Hull Holy Trinity in sources, Part I: 'The Noblest Work of those Times’ - the 16th and 17th centuries

by Michael Free and Stephen Lonsdale

Positioned as it is at the edge of two major rivers, firmly facing into the rush and bluster of the North Sea, Hull has held a firm importance in the minds of many influential figures, many of which wrote about their experiences. Indeed, from the 16th century onwards, the then town was increasingly described in detail and depth in single sources; previous indications of town life had been articulated solely, vaguely, and somewhat sporadically through the Meaux Chronicle, written by the town’s founders at Meaux Abbey 8 miles north of Hull, and through an abundance of cartularies and records written locally.

They offer a keen illustration of the life and times of Hull’s central church, the Church of the Holy Trinity, a masterpiece of Late Gothic and light and the city’s most enduring symbol. In this article, the first of several, we want to address the sources associated with Hull Minster in the 16th and 17th centuries. The following is a series of transcriptions of important documentary evidence for Holy Trinity church in Hull. Transcriptions at face value only provide superficial value; we want to look deeper. So, we will provide a short but complementary addendum to each source that will help discuss it in a bit more detail. Let’s begin with John Leland.

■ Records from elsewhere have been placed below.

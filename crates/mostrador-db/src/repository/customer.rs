//! # Customer Repository
//!
//! Database operations for the customer registry. The walk-in customer
//! ("Consumidor Final") is seeded by the initial migration and behaves like
//! any other row.

use sqlx::SqlitePool;
use tracing::debug;

use crate::error::{DbError, DbResult};
use mostrador_core::{Customer, NewCustomer, Page, PageRequest, WALK_IN_CUSTOMER_NAME};

/// Repository for customer database operations.
#[derive(Debug, Clone)]
pub struct CustomerRepository {
    pool: SqlitePool,
}

impl CustomerRepository {
    pub fn new(pool: SqlitePool) -> Self {
        CustomerRepository { pool }
    }

    /// Lists customers alphabetically.
    pub async fn list(&self, request: PageRequest) -> DbResult<Page<Customer>> {
        debug!(page = request.page, per_page = request.per_page, "Listing customers");

        let total = self.count().await?;
        let items = sqlx::query_as::<_, Customer>(
            r#"
            SELECT id, name, tax_id, phone
            FROM customers
            ORDER BY name COLLATE NOCASE, id
            LIMIT ?1 OFFSET ?2
            "#,
        )
        .bind(request.limit())
        .bind(request.offset())
        .fetch_all(&self.pool)
        .await?;

        Ok(Page::new(items, total, request))
    }

    pub async fn get_by_id(&self, id: i64) -> DbResult<Customer> {
        sqlx::query_as::<_, Customer>("SELECT id, name, tax_id, phone FROM customers WHERE id = ?1")
            .bind(id)
            .fetch_optional(&self.pool)
            .await?
            .ok_or_else(|| DbError::not_found("Customer", id))
    }

    /// Registers a customer.
    ///
    /// ## Errors
    /// - `Domain(Validation)` for a blank or overlong name
    /// - `UniqueViolation` when the tax id belongs to another customer
    pub async fn insert(&self, customer: NewCustomer) -> DbResult<Customer> {
        let customer = customer.normalized();
        customer.validate()?;

        debug!(name = %customer.name, "Inserting customer");

        let tax_id = customer.tax_id.clone().unwrap_or_default();
        let created = sqlx::query_as::<_, Customer>(
            r#"
            INSERT INTO customers (name, tax_id, phone)
            VALUES (?1, ?2, ?3)
            RETURNING id, name, tax_id, phone
            "#,
        )
        .bind(&customer.name)
        .bind(&customer.tax_id)
        .bind(&customer.phone)
        .fetch_one(&self.pool)
        .await
        .map_err(|e| DbError::from(e).with_duplicate_value("tax_id", &tax_id))?;

        Ok(created)
    }

    /// The walk-in customer used for anonymous counter sales.
    pub async fn walk_in(&self) -> DbResult<Customer> {
        sqlx::query_as::<_, Customer>(
            "SELECT id, name, tax_id, phone FROM customers WHERE name = ?1 ORDER BY id LIMIT 1",
        )
        .bind(WALK_IN_CUSTOMER_NAME)
        .fetch_optional(&self.pool)
        .await?
        .ok_or_else(|| DbError::not_found("Customer", WALK_IN_CUSTOMER_NAME))
    }

    pub async fn count(&self) -> DbResult<i64> {
        let count: i64 = sqlx::query_scalar("SELECT COUNT(*) FROM customers")
            .fetch_one(&self.pool)
            .await?;

        Ok(count)
    }
}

Reader's note: all sources are taken from D Woodward, Descriptions of East Yorkshire: Leland to Defoe (1985), except for De La Pryme, which comes from A De La Pryme, The History of Hull (Parts 1 and 2) (repub.1986).

John Leland, 1540

‘There be 2 chirchis yn the toun, the Trinite and St Maries, and nother of them by name of an hedde paroch chirche. The Trinite Chirch most made of brike is the larger a great deale and the fairer. Ther ly 4 notable chapples on the south syde of this chirch, cross islid. A chapel of the foundation of Hanby and one Richard Hansum marchuntes. The next is a chapel made as sum say by a chauncelar of Lincoln. The 3 is a chaple of stone, made by Bisshop Alcock, borne Beverle, wheryn Gul, Alcok and Johan, parents to the bishop to be buried, and ther is a cantuarie. The lowest chapelle is caullid the Mariners Chapelle. There is also a chapel in the body of the chirch made by one Rippellingham, prest, whos father a marchaunt of the toune lyith there: and ther is a cantuarie. Ther is a chapelle also on the north side of the cross isle of one Robert Frost, a marchaunt man. The tourre in the cross isle of this chirch for the belles is large and fair […] In the south side of this chirch yarde is the fre schole erected by Bishop Alcock. In the west end of the chirch yard is the fair row of lodgeings for prestes of the toun made by one John Grigge, Mayor of the toun, and by it is an hospitale made by the same John Grigge. And therby is the Mariners Hospital. Selbys hospital is on the north side of the church yard. Selby is buried yn the south side of the waulle of isle by the quire: and his wife also, with very fair images. The White Freres College stode by Beverlegate. The Percys were taken for founders of it. The Augustine freres stood at the east end of Trinitie Chirch.’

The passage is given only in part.